Lindsay Wells (Ph.D. Candidate) and Dana-Allen Dissertation Fellow (2020–21) will give an Institute for Research in the Humanities, UW-Madison (IRH) lecture on Monday, February 22nd, 3:30–5:00pm CST. To attend Cultivating Beauty: Indoor Gardening and the British Aesthetic Movement, 1860–1900, email firstname.lastname@example.org to register.
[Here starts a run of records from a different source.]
//! Authentication key derivation and HMAC operations (RFC 3414).
//!
//! - Password-to-key derivation (1MB expansion + hash)
//! - Key localization (binding the key to an engine ID)
//! - HMAC authentication for message integrity

use digest::{Digest, KeyInit, Mac, OutputSizeUser};
use subtle::ConstantTimeEq;
use zeroize::{Zeroize, ZeroizeOnDrop};

use super::AuthProtocol;

/// Minimum password length recommended by net-snmp.
///
/// Net-snmp rejects passwords shorter than 8 characters with
/// `USM_PASSWORDTOOSHORT`. This agent accepts shorter passwords but logs a
/// warning.
pub const MIN_PASSWORD_LENGTH: usize = 8;

/// Localized authentication key.
///
/// A key derived from a password and bound to a specific engine ID, usable
/// for HMAC operations on messages to/from that engine.
///
/// Key material is zeroed from memory on drop via the `zeroize` crate.
#[derive(Clone, Zeroize, ZeroizeOnDrop)]
pub struct LocalizedKey {
    key: Vec<u8>,
    #[zeroize(skip)]
    protocol: AuthProtocol,
}

impl LocalizedKey {
    /// Derive a localized key from a password and engine ID.
    ///
    /// Implements RFC 3414 Section A.2:
    /// 1. Expand the password to 1MB by repetition and hash it (master key)
    /// 2. Hash (master_key || engine_id || master_key) for the localized key
    pub fn from_password(protocol: AuthProtocol, password: &[u8], engine_id: &[u8]) -> Self {
        if password.len() < MIN_PASSWORD_LENGTH {
            tracing::warn!(
                target: "simple_snmpd::usm",
                password_len = password.len(),
                min_len = MIN_PASSWORD_LENGTH,
                "SNMPv3 password is shorter than the recommended minimum"
            );
        }
        let master_key = password_to_key(protocol, password);
        let localized = localize_key(protocol, &master_key, engine_id);
        Self {
            key: localized,
            protocol,
        }
    }

    /// Create a localized key from raw bytes (e.g. pre-localized config).
    pub fn from_bytes(protocol: AuthProtocol, key: impl Into<Vec<u8>>) -> Self {
        Self {
            key: key.into(),
            protocol,
        }
    }

    /// Get the protocol this key is for.
    pub fn protocol(&self) -> AuthProtocol {
        self.protocol
    }

    /// Get the raw key bytes.
    pub fn as_bytes(&self) -> &[u8] {
        &self.key
    }

    /// Get the MAC length for this key's protocol.
    pub fn mac_len(&self) -> usize {
        self.protocol.mac_len()
    }

    /// Compute HMAC over a message, truncated per the protocol.
    pub fn compute_hmac(&self, data: &[u8]) -> Vec<u8> {
        compute_hmac(self.protocol, &self.key, data)
    }

    /// Verify an HMAC in constant time.
    pub fn verify_hmac(&self, data: &[u8], expected: &[u8]) -> bool {
        let computed = self.compute_hmac(data);
        if computed.len() != expected.len() {
            return false;
        }
        bool::from(computed.as_slice().ct_eq(expected))
    }
}

impl std::fmt::Debug for LocalizedKey {
    fn fmt(&self, f: &mut std::fmt::Formatter<'_>) -> std::fmt::Result {
        f.debug_struct("LocalizedKey")
            .field("protocol", &self.protocol)
            .field("key", &"[REDACTED]")
            .finish()
    }
}

/// Password to key transformation (RFC 3414 Section A.2.1).
pub(crate) fn password_to_key(protocol: AuthProtocol, password: &[u8]) -> Vec<u8> {
    const EXPANSION_SIZE: usize = 1_048_576; // 1MB

    match protocol {
        AuthProtocol::Md5 => password_to_key_impl::<md5::Md5>(password, EXPANSION_SIZE),
        AuthProtocol::Sha1 => password_to_key_impl::<sha1::Sha1>(password, EXPANSION_SIZE),
        AuthProtocol::Sha224 => password_to_key_impl::<sha2::Sha224>(password, EXPANSION_SIZE),
        AuthProtocol::Sha256 => password_to_key_impl::<sha2::Sha256>(password, EXPANSION_SIZE),
        AuthProtocol::Sha384 => password_to_key_impl::<sha2::Sha384>(password, EXPANSION_SIZE),
        AuthProtocol::Sha512 => password_to_key_impl::<sha2::Sha512>(password, EXPANSION_SIZE),
    }
}

fn password_to_key_impl<D>(password: &[u8], expansion_size: usize) -> Vec<u8>
where
    D: Digest + Default,
{
    if password.is_empty() {
        // Empty password results in an all-zero key
        return vec![0u8; <D as OutputSizeUser>::output_size()];
    }

    let mut hasher = D::new();

    // RFC 3414 A.2.1: form a 1MB string by repeating the password, hashed
    // in 64-byte chunks (matching net-snmp)
    let mut buf = [0u8; 64];
    let password_len = password.len();
    let mut password_index = 0;
    let mut count = 0;

    while count < expansion_size {
        for byte in &mut buf {
            *byte = password[password_index];
            password_index = (password_index + 1) % password_len;
        }
        hasher.update(buf);
        count += 64;
    }

    hasher.finalize().to_vec()
}

/// Key localization (RFC 3414 Section A.2.2).
///
/// localized_key = H(master_key || engine_id || master_key)
pub(crate) fn localize_key(
    protocol: AuthProtocol,
    master_key: &[u8],
    engine_id: &[u8],
) -> Vec<u8> {
    match protocol {
        AuthProtocol::Md5 => localize_key_impl::<md5::Md5>(master_key, engine_id),
        AuthProtocol::Sha1 => localize_key_impl::<sha1::Sha1>(master_key, engine_id),
        AuthProtocol::Sha224 => localize_key_impl::<sha2::Sha224>(master_key, engine_id),
        AuthProtocol::Sha256 => localize_key_impl::<sha2::Sha256>(master_key, engine_id),
        AuthProtocol::Sha384 => localize_key_impl::<sha2::Sha384>(master_key, engine_id),
        AuthProtocol::Sha512 => localize_key_impl::<sha2::Sha512>(master_key, engine_id),
    }
}

fn localize_key_impl<D>(master_key: &[u8], engine_id: &[u8]) -> Vec<u8>
where
    D: Digest + Default,
{
    let mut hasher = D::new();
    hasher.update(master_key);
    hasher.update(engine_id);
    hasher.update(master_key);
    hasher.finalize().to_vec()
}

/// Compute HMAC with the appropriate algorithm and truncation.
fn compute_hmac(protocol: AuthProtocol, key: &[u8], data: &[u8]) -> Vec<u8> {
    let truncate_len = protocol.mac_len();
    match protocol {
        AuthProtocol::Md5 => compute_hmac_md5(key, data, truncate_len),
        AuthProtocol::Sha1 => compute_hmac_sha1(key, data, truncate_len),
        AuthProtocol::Sha224 => compute_hmac_sha224(key, data, truncate_len),
        AuthProtocol::Sha256 => compute_hmac_sha256(key, data, truncate_len),
        AuthProtocol::Sha384 => compute_hmac_sha384(key, data, truncate_len),
        AuthProtocol::Sha512 => compute_hmac_sha512(key, data, truncate_len),
    }
}

fn compute_hmac_md5(key: &[u8], data: &[u8], truncate_len: usize) -> Vec<u8> {
    type HmacMd5 = hmac::Hmac<md5::Md5>;

    let mut mac = <HmacMd5 as KeyInit>::new_from_slice(key).expect("HMAC can take key of any size");
    Mac::update(&mut mac, data);
    let result = mac.finalize().into_bytes();
    result[..truncate_len].to_vec()
}

fn compute_hmac_sha1(key: &[u8], data: &[u8], truncate_len: usize) -> Vec<u8> {
    type HmacSha1 = hmac::Hmac<sha1::Sha1>;

    let mut mac =
        <HmacSha1 as KeyInit>::new_from_slice(key).expect("HMAC can take key of any size");
    Mac::update(&mut mac, data);
    let result = mac.finalize().into_bytes();
    result[..truncate_len].to_vec()
}

fn compute_hmac_sha224(key: &[u8], data: &[u8], truncate_len: usize) -> Vec<u8> {
    type HmacSha224 = hmac::Hmac<sha2::Sha224>;

    let mut mac =
        <HmacSha224 as KeyInit>::new_from_slice(key).expect("HMAC can take key of any size");
    Mac::update(&mut mac, data);
    let result = mac.finalize().into_bytes();
    result[..truncate_len].to_vec()
}

fn compute_hmac_sha256(key: &[u8], data: &[u8], truncate_len: usize) -> Vec<u8> {
    type HmacSha256 = hmac::Hmac<sha2::Sha256>;

    let mut mac =
        <HmacSha256 as KeyInit>::new_from_slice(key).expect("HMAC can take key of any size");
    Mac::update(&mut mac, data);
    let result = mac.finalize().into_bytes();
    result[..truncate_len].to_vec()
}

fn compute_hmac_sha384(key: &[u8], data: &[u8], truncate_len: usize) -> Vec<u8> {
    type HmacSha384 = hmac::Hmac<sha2::Sha384>;

    let mut mac =
        <HmacSha384 as KeyInit>::new_from_slice(key).expect("HMAC can take key of any size");
    Mac::update(&mut mac, data);
    let result = mac.finalize().into_bytes();
    result[..truncate_len].to_vec()
}

fn compute_hmac_sha512(key: &[u8], data: &[u8], truncate_len: usize) -> Vec<u8> {
    type HmacSha512 = hmac::Hmac<sha2::Sha512>;

    let mut mac =
        <HmacSha512 as KeyInit>::new_from_slice(key).expect("HMAC can take key of any size");
    Mac::update(&mut mac, data);
    let result = mac.finalize().into_bytes();
    result[..truncate_len].to_vec()
}

/// Authenticate an outgoing message by computing and inserting the HMAC.
///
/// The message must already have placeholder zeros in the auth params
/// field. The HMAC is computed over the entire message (zeros in place)
/// and then patched in.
pub fn authenticate_message(
    key: &LocalizedKey,
    message: &mut [u8],
    auth_offset: usize,
    auth_len: usize,
) {
    let mac = key.compute_hmac(message);
    message[auth_offset..auth_offset + auth_len].copy_from_slice(&mac);
}

/// Verify the authentication of an incoming message.
///
/// Returns `true` if the MAC is valid.
pub fn verify_message(
    key: &LocalizedKey,
    message: &[u8],
    auth_offset: usize,
    auth_len: usize,
) -> bool {
    let received_mac = &message[auth_offset..auth_offset + auth_len];

    // Recompute with zeros in the auth position
    let mut msg_copy = message.to_vec();
    msg_copy[auth_offset..auth_offset + auth_len].fill(0);

    key.verify_hmac(&msg_copy, received_mac)
}

#[cfg(test)]
mod tests {
    use super::*;
    use crate::util::encode_hex;

    fn engine_id_02() -> Vec<u8> {
        vec![0, 0, 0, 0, 0, 0, 0, 0, 0, 0, 0, 2]
    }

    #[test]
    fn test_password_to_key_md5() {
        // RFC 3414 Appendix A.3.1
        let key = password_to_key(AuthProtocol::Md5, b"maplesyrup");
        assert_eq!(key.len(), 16);
        assert_eq!(encode_hex(&key), "9faf3283884e92834ebc9847d8edd963");
    }

    #[test]
    fn test_password_to_key_sha1() {
        // RFC 3414 Appendix A.3.2
        let key = password_to_key(AuthProtocol::Sha1, b"maplesyrup");
        assert_eq!(key.len(), 20);
        assert_eq!(encode_hex(&key), "9fb5cc0381497b3793528939ff788d5d79145211");
    }

    #[test]
    fn test_localize_key_md5() {
        // RFC 3414 Appendix A.3.1
        let key = LocalizedKey::from_password(AuthProtocol::Md5, b"maplesyrup", &engine_id_02());
        assert_eq!(
            encode_hex(key.as_bytes()),
            "526f5eed9fcce26f8964c2930787d82b"
        );
    }

    #[test]
    fn test_localize_key_sha1() {
        // RFC 3414 Appendix A.3.2
        let key = LocalizedKey::from_password(AuthProtocol::Sha1, b"maplesyrup", &engine_id_02());
        assert_eq!(
            encode_hex(key.as_bytes()),
            "6695febc9288e36282235fc7151f128497b38f3f"
        );
    }

    #[test]
    fn test_hmac_compute_and_verify() {
        let key = LocalizedKey::from_bytes(
            AuthProtocol::Md5,
            vec![
                0x01, 0x02, 0x03, 0x04, 0x05, 0x06, 0x07, 0x08, 0x09, 0x0a, 0x0b, 0x0c, 0x0d,
                0x0e, 0x0f, 0x10,
            ],
        );

        let data = b"test message";
        let mac = key.compute_hmac(data);
        assert_eq!(mac.len(), 12); // HMAC-MD5-96

        assert!(key.verify_hmac(data, &mac));

        let mut wrong_mac = mac.clone();
        wrong_mac[0] ^= 0xFF;
        assert!(!key.verify_hmac(data, &wrong_mac));
    }

    #[test]
    fn test_mac_lengths_per_protocol() {
        for (protocol, expected) in [
            (AuthProtocol::Md5, 12),
            (AuthProtocol::Sha1, 12),
            (AuthProtocol::Sha224, 16),
            (AuthProtocol::Sha256, 24),
            (AuthProtocol::Sha384, 32),
            (AuthProtocol::Sha512, 48),
        ] {
            let key = LocalizedKey::from_password(protocol, b"maplesyrup", &engine_id_02());
            assert_eq!(key.compute_hmac(b"x").len(), expected, "{:?}", protocol);
        }
    }

    #[test]
    fn test_empty_password_gives_zero_key() {
        let key = password_to_key(AuthProtocol::Md5, b"");
        assert_eq!(key.len(), 16);
        assert!(key.iter().all(|&b| b == 0));
    }

    #[test]
    fn test_authenticate_then_verify_message() {
        let key = LocalizedKey::from_password(AuthProtocol::Sha1, b"maplesyrup", &engine_id_02());

        // A fake message with a 12-byte zeroed auth-params region at offset 5
        let mut message = vec![0xAB; 40];
        message[5..17].fill(0);

        authenticate_message(&key, &mut message, 5, 12);
        assert!(verify_message(&key, &message, 5, 12));

        // Any flipped byte outside the MAC breaks verification
        message[20] ^= 0x01;
        assert!(!verify_message(&key, &message, 5, 12));
    }
}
How can plants illuminate the entwined legacies of empire and the environment in Victorian art? This question lies at the heart of my doctoral dissertation, which explores how artists associated with the British Aesthetic Movement used cultivated plants to visualize colonial and industrial expansion. Focusing on the visual culture of late-nineteenth-century Britain, my project recovers the environmental stakes of Aesthetic painting by interpreting its distinctive botanical imagery alongside concurrent trends in Victorian gardening. As coal consumption increased throughout the nineteenth century, so did the need to innovate new forms of horticulture that could protect plants from fossil fuel pollution. Advances in glasshouse engineering and the rise of terrariums and parlor gardening subsequently allowed the Victorians to grow miniature gardens within their homes, where they curated elaborate collections of ornamental flora from Africa, Asia, and other regions of British colonial activity. Indoor gardening grafted together the promise of environmental renewal with the politics of British imperialism, and my IRH presentation argues that it reworked the standards by which Aesthetic artists pictured colonial and industrial expansion as deeply rooted in the vegetal world.
Lindsay Wells is a Ph.D. Candidate in the Department of Art History at the University of Wisconsin–Madison. Her research explores 19th c. British visual culture alongside the environmental legacies of botanical imperialism and fossil fuel pollution. Her articles on the cultural history of plants and gardening have appeared and are forthcoming in Victorian Studies, Victorian Literature and Culture, Victorian Periodicals Review, and The Palgrave Encyclopedia of Victorian Women’s Writing. Lindsay has received support for her research through fellowships with the Metropolitan Museum of Art, the Oak Spring Garden Foundation, the Winterthur Museum, the Delaware Art Museum, and the Huntington Library.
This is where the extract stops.